Some of the paintings refer to the diseases which plagued the camp: encephalitis, Scarlet fever and one nicknamed Terezinka — a type of typhoid fever caused by contaminated water and food.

Some works illustrate the hierarchy established amongst the inmates with some being cast in the role of conspirators and bosses over their fellow prisoners. Bribes were used to get food or favors.

No, this doesn’t sound very humorous. But Eli’s style is loose and gestural with exaggerated facial contortions and the cartoon-like imagery can bring a smile to your face even when the subject is grim. His memory did not fail him when he recalled these scenes in the later watercolors he created, and they capture the sense of the spaces and the environment in which the inmates lived.

Small acts of kindness are treasured and celebrated in the works — like giving someone a cigarette or women gathered around a little stove to share a meager meal and warm themselves. And the work is often ironic about the Nazi attempt to destroy the wills of the inmates. Yes, the stories of this time have been previously documented, but this work is primary and very moving because of the authenticity and unique personal vision of the artist.

The show also includes a short animation created using the paintings from the exhibit. The last scene is particularly poignant. A prisoner sits against a wall smoking a precious cigarette and looking towards a town near the camp where life is going on as normal. It’s so close and yet so far away.
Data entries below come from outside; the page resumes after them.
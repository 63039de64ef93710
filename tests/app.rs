use std::collections::HashMap;
use std::sync::Mutex;

use kira_trials::app::{App, ProgressEvent, ProgressSink};
use kira_trials::config::RunConfig;
use kira_trials::domain::{
    Condition, DisplayColumn, EXPORT_FILE_NAME, RawStudyRecord, StudyField, XLSX_MIME_TYPE,
};
use kira_trials::error::TrialsError;
use kira_trials::export::inspect_workbook;
use kira_trials::filter::FilterCriteria;
use kira_trials::registry::RegistryClient;

struct NoopSink;

impl ProgressSink for NoopSink {
    fn event(&self, _event: ProgressEvent) {}
}

#[derive(Default)]
struct RecordingSink {
    messages: Mutex<Vec<String>>,
}

impl ProgressSink for RecordingSink {
    fn event(&self, event: ProgressEvent) {
        self.messages.lock().unwrap().push(event.message);
    }
}

/// Serves canned studies per condition query; queries listed in `failing`
/// behave like an unreachable registry.
#[derive(Default)]
struct MockRegistry {
    studies: HashMap<String, Vec<RawStudyRecord>>,
    failing: Vec<String>,
    calls: Mutex<Vec<(String, u32)>>,
}

impl MockRegistry {
    fn with_studies(mut self, query: &str, studies: Vec<RawStudyRecord>) -> Self {
        self.studies.insert(query.to_string(), studies);
        self
    }

    fn failing(mut self, query: &str) -> Self {
        self.failing.push(query.to_string());
        self
    }
}

impl RegistryClient for MockRegistry {
    fn fetch_studies(
        &self,
        condition: &Condition,
        max_results: u32,
    ) -> Result<Vec<RawStudyRecord>, TrialsError> {
        self.calls
            .lock()
            .unwrap()
            .push((condition.query().to_string(), max_results));
        if self.failing.iter().any(|query| query == condition.query()) {
            return Err(TrialsError::RegistryHttp("connection refused".to_string()));
        }
        Ok(self
            .studies
            .get(condition.query())
            .cloned()
            .unwrap_or_default())
    }
}

fn study(title: &str, intervention: &str, status: &str) -> RawStudyRecord {
    RawStudyRecord::new()
        .with(StudyField::BriefTitle, [title])
        .with(StudyField::InterventionName, [intervention])
        .with(StudyField::OverallStatus, [status])
}

fn recruiting_only() -> RunConfig {
    RunConfig {
        criteria: FilterCriteria::default().with_statuses(["Recruiting"]),
        ..RunConfig::default()
    }
}

#[test]
fn recruiting_study_is_tagged_and_exported() {
    let hsp = Condition::hsp();
    let registry = MockRegistry::default().with_studies(
        hsp.query(),
        vec![study("SPAST trial for HSP", "Gene therapy", "Recruiting")],
    );
    let app = App::new(registry);

    let result = app.run(&recruiting_only(), &NoopSink).unwrap();

    assert_eq!(result.file_name, EXPORT_FILE_NAME);
    assert_eq!(result.mime_type, XLSX_MIME_TYPE);
    assert_eq!(result.size_bytes, result.bytes.len());
    assert_eq!(result.sheets[0].sheet_name, "HSP Trials");
    assert_eq!(result.sheets[0].fetched, 1);
    assert_eq!(result.sheets[0].kept, 1);

    let summary = inspect_workbook(&result.bytes).unwrap();
    let hsp_sheet = summary.sheet("HSP Trials").unwrap();
    assert_eq!(hsp_sheet.data_rows(), 1);
    assert_eq!(
        hsp_sheet.cell(0, DisplayColumn::TrialName),
        Some("SPAST trial for HSP")
    );
    assert_eq!(hsp_sheet.cell(0, DisplayColumn::Drug), Some("Gene therapy"));
    assert_eq!(hsp_sheet.cell(0, DisplayColumn::Status), Some("Recruiting"));
    assert_eq!(hsp_sheet.cell(0, DisplayColumn::GenePathway), Some("SPAST"));
    assert_eq!(summary.sheet("PLS Trials").unwrap().data_rows(), 0);
}

#[test]
fn withdrawn_study_is_excluded() {
    let hsp = Condition::hsp();
    let registry = MockRegistry::default().with_studies(
        hsp.query(),
        vec![study("SPAST trial for HSP", "Gene therapy", "Withdrawn")],
    );
    let app = App::new(registry);

    let result = app.run(&recruiting_only(), &NoopSink).unwrap();

    assert_eq!(result.sheets[0].fetched, 1);
    assert_eq!(result.sheets[0].kept, 0);
    let summary = inspect_workbook(&result.bytes).unwrap();
    assert_eq!(summary.sheet("HSP Trials").unwrap().data_rows(), 0);
}

#[test]
fn pipeline_rows_carry_gene_tag() {
    let record = study("SPAST trial for HSP", "Gene therapy", "Recruiting");
    let config = recruiting_only();
    let kept = kira_trials::filter::filter_records(&[record], &config.criteria);
    let rows =
        kira_trials::format::format_records(&kept, &config.vocabulary, config.gene_match);
    assert_eq!(rows.len(), 1);
    assert_eq!(rows[0].get(DisplayColumn::GenePathway), "SPAST");
    assert_eq!(rows[0].get(DisplayColumn::Status), "Recruiting");
}

#[test]
fn failed_fetch_does_not_block_other_condition() {
    let hsp = Condition::hsp();
    let pls = Condition::pls();
    let registry = MockRegistry::default().failing(hsp.query()).with_studies(
        pls.query(),
        vec![
            study("PLS natural history", "", "Recruiting"),
            study("PLS3 observational cohort", "", "Recruiting"),
        ],
    );
    let app = App::new(registry);

    let result = app.run(&recruiting_only(), &NoopSink).unwrap();

    assert_eq!(result.failed_sheets().count(), 1);
    assert!(result.sheets[0].error.is_some());
    assert_eq!(result.sheets[0].kept, 0);
    assert!(result.sheets[1].error.is_none());
    assert_eq!(result.sheets[1].kept, 2);

    let summary = inspect_workbook(&result.bytes).unwrap();
    assert_eq!(summary.sheet_names(), ["HSP Trials", "PLS Trials"]);
    assert_eq!(summary.sheet("HSP Trials").unwrap().data_rows(), 0);
    assert_eq!(summary.sheet("PLS Trials").unwrap().data_rows(), 2);
}

#[test]
fn no_matches_still_exports_two_sheets() {
    let app = App::new(MockRegistry::default());
    let result = app.run(&RunConfig::default(), &NoopSink).unwrap();

    let summary = inspect_workbook(&result.bytes).unwrap();
    assert_eq!(summary.sheets.len(), 2);
    for sheet in &summary.sheets {
        assert!(sheet.rows.is_empty());
        assert_eq!(sheet.header, DisplayColumn::headers());
    }
}

#[test]
fn conditions_are_fetched_in_order_with_result_cap() {
    let registry = MockRegistry::default();
    let config = RunConfig {
        max_results: 25,
        ..RunConfig::default()
    };
    let app = App::new(&registry);
    let sink = RecordingSink::default();
    app.run(&config, &sink).unwrap();

    let calls = registry.calls.lock().unwrap();
    assert_eq!(
        *calls,
        [
            ("Hereditary Spastic Paraplegia".to_string(), 25),
            ("Primary Lateral Sclerosis".to_string(), 25),
        ]
    );

    let messages = sink.messages.lock().unwrap();
    assert!(messages.iter().any(|message| message.starts_with("phase=Export")));
    assert!(messages.iter().any(|message| message.starts_with("phase=Verify")));
    let fetches: Vec<&String> = messages
        .iter()
        .filter(|message| message.contains("registry.request"))
        .collect();
    assert_eq!(fetches.len(), 2);
    assert!(fetches[0].contains("Hereditary Spastic Paraplegia"));
    assert!(fetches[1].contains("Primary Lateral Sclerosis"));
}
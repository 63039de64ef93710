use std::process::ExitCode;

use clap::{Args, Parser, Subcommand};
use miette::IntoDiagnostic;
use tracing_subscriber::EnvFilter;

use kira_trials::app::{App, RunResult};
use kira_trials::config::{ConfigLoader, ConfigOverrides};
use kira_trials::domain::{GeneMatch, StatusMatch};
use kira_trials::error::TrialsError;
use kira_trials::fs_util::{resolve_output_path, write_atomic};
use kira_trials::output::{ConsoleProgress, JsonOutput, OutputMode, status_entries};
use kira_trials::registry::RegistryHttpClient;

#[derive(Parser)]
#[command(name = "kira-trials")]
#[command(about = "HSP & PLS clinical trial extractor (ClinicalTrials.gov to Excel)")]
#[command(version, author)]
struct Cli {
    #[arg(long, global = true)]
    non_interactive: bool,

    #[command(subcommand)]
    command: Option<Commands>,
}

#[derive(Subcommand)]
enum Commands {
    #[command(about = "Fetch HSP and PLS trials and write the Excel workbook")]
    Fetch(FetchArgs),
    #[command(about = "List trial status values and the default selection")]
    Statuses,
}

#[derive(Args, Clone, Default)]
struct FetchArgs {
    #[arg(long)]
    config: Option<String>,

    /// Keep trials with this overall status (repeatable)
    #[arg(long = "status")]
    statuses: Vec<String>,

    /// Do not filter on status
    #[arg(long, conflicts_with = "statuses")]
    all_statuses: bool,

    #[arg(long)]
    status_match: Option<StatusMatch>,

    /// Keep trials whose phase contains this text, e.g. "Phase 2"
    #[arg(long)]
    phase: Option<String>,

    /// Keep only trials whose sponsor of record looks like a company
    #[arg(long)]
    industry_only: bool,

    /// Turn off an industry-only filter set in the config file
    #[arg(long, conflicts_with = "industry_only")]
    no_industry_only: bool,

    /// CSV or TSV file with a `Gene` column replacing the built-in gene list
    #[arg(long)]
    genes: Option<String>,

    #[arg(long)]
    gene_match: Option<GeneMatch>,

    #[arg(long)]
    max_results: Option<u32>,

    /// Output file or directory
    #[arg(long, short)]
    output: Option<String>,
}

impl From<FetchArgs> for ConfigOverrides {
    fn from(args: FetchArgs) -> Self {
        ConfigOverrides {
            statuses: args.statuses,
            all_statuses: args.all_statuses,
            status_match: args.status_match,
            phase: args.phase,
            industry_only: match (args.industry_only, args.no_industry_only) {
                (true, _) => Some(true),
                (_, true) => Some(false),
                _ => None,
            },
            gene_file: args.genes,
            gene_match: args.gene_match,
            max_results: args.max_results,
            output: args.output,
        }
    }
}

fn main() -> ExitCode {
    if let Err(report) = run() {
        eprintln!("{report:?}");
        if let Some(error) = report.downcast_ref::<TrialsError>() {
            return ExitCode::from(map_exit_code(error));
        }
        return ExitCode::from(1);
    }
    ExitCode::SUCCESS
}

fn map_exit_code(error: &TrialsError) -> u8 {
    match error {
        TrialsError::GeneFileRead(_)
        | TrialsError::MissingGeneColumn(_)
        | TrialsError::GeneFileParse(_)
        | TrialsError::ConfigRead(_)
        | TrialsError::ConfigParse(_)
        | TrialsError::InvalidConfig(_) => 2,
        TrialsError::RegistryHttp(_)
        | TrialsError::RegistryStatus { .. }
        | TrialsError::RegistryResponse(_) => 3,
        _ => 1,
    }
}

fn run() -> miette::Result<()> {
    tracing_subscriber::fmt()
        .with_env_filter(EnvFilter::from_default_env())
        .with_target(false)
        .with_writer(std::io::stderr)
        .init();

    let cli = Cli::parse();
    let output_mode = if cli.non_interactive {
        OutputMode::NonInteractive
    } else {
        OutputMode::Interactive
    };

    match cli.command {
        Some(Commands::Fetch(args)) => run_fetch(args, output_mode),
        Some(Commands::Statuses) => run_statuses(output_mode),
        None => run_fetch(FetchArgs::default(), output_mode),
    }
}

fn run_fetch(args: FetchArgs, output_mode: OutputMode) -> miette::Result<()> {
    let config_path = args.config.clone();
    let resolved = ConfigLoader::resolve(config_path.as_deref(), args.into())?;
    tracing::debug!(
        schema_version = resolved.schema_version,
        endpoint = %resolved.endpoint,
        "configuration resolved"
    );

    let registry = RegistryHttpClient::with_endpoint(&resolved.endpoint, resolved.timeout)?;
    let app = App::new(registry);

    let result = match output_mode {
        OutputMode::NonInteractive => app.run(&resolved.run, &JsonOutput)?,
        OutputMode::Interactive => app.run(&resolved.run, &ConsoleProgress)?,
    };

    let path = resolve_output_path(&resolved.output);
    write_atomic(&path, &result.bytes)?;

    match output_mode {
        OutputMode::NonInteractive => {
            JsonOutput::print_run(&result, path.as_str()).into_diagnostic()
        }
        OutputMode::Interactive => {
            print_run_summary(&result, path.as_str());
            Ok(())
        }
    }
}

fn run_statuses(output_mode: OutputMode) -> miette::Result<()> {
    match output_mode {
        OutputMode::NonInteractive => JsonOutput::print_statuses().into_diagnostic(),
        OutputMode::Interactive => {
            for entry in status_entries() {
                let marker = if entry.default { "*" } else { " " };
                println!("{marker} {}", entry.status);
            }
            println!("(* selected by default)");
            Ok(())
        }
    }
}

fn print_run_summary(result: &RunResult, path: &str) {
    let green = "\x1b[32m";
    let yellow = "\x1b[33m";
    let cyan = "\x1b[36m";
    let red = "\x1b[31m";
    let reset = "\x1b[0m";

    let failed = result.failed_sheets().count();
    println!("{cyan}KIRA-TRIALS summary{reset}");
    println!("{green}Excel file ready: {path} ({} bytes){reset}", result.size_bytes);
    if failed == 0 {
        println!("{green}Fetch errors: 0{reset}");
    } else {
        println!("{yellow}Fetch errors: {failed}{reset}");
    }

    for sheet in &result.sheets {
        match &sheet.error {
            None => println!(
                "{cyan}  {}: {} of {} trials kept ({}){reset}",
                sheet.sheet_name, sheet.kept, sheet.fetched, sheet.condition
            ),
            Some(error) => println!(
                "{red}  {}: fetch failed, sheet left empty: {error}{reset}",
                sheet.sheet_name
            ),
        }
    }
}
//! Crawler module for web page fetching and processing
//!
//! This module contains the core crawling logic, including:
//! - HTTP fetching with failure classification
//! - HTML extraction of links and heading keywords
//! - The visited set and the quiescence-aware frontier
//! - Overall crawl dispatch over a bounded worker pool

mod context;
mod dispatcher;
mod extractor;
mod fetcher;
mod frontier;
mod visited;

pub use context::{Admission, CrawlContext};
pub use dispatcher::{Dispatcher, ShutdownHandle};
pub use extractor::{extract, ExtractedPage};
pub use fetcher::{build_http_client, FetchError, Fetcher, MAX_OK_STATUS};
pub use frontier::{CloseReason, Frontier};
pub use visited::VisitedSet;

/// One successfully fetched and extracted page
///
/// `site` is the page's canonical key; `links` are absolute URLs in document
/// order, duplicates included.
#[derive(Debug, Clone, PartialEq, Eq)]
pub struct PageResult {
    pub site: String,
    pub links: Vec<String>,
    pub keywords: Vec<String>,
}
I was so relieved to learn that Eli and Else survived Terezin and were able to move to Israel and have a family. They both lived to old age. So a happy ending, although the memories never went away and it was still painful for them to talk about the experience. Which adds more power to the show.

“To Paint Is To Live” Gallery

To Paint Is To Live,” through May 30, Jewish Museum of Milwaukee, 1360 N. Prospect Ave.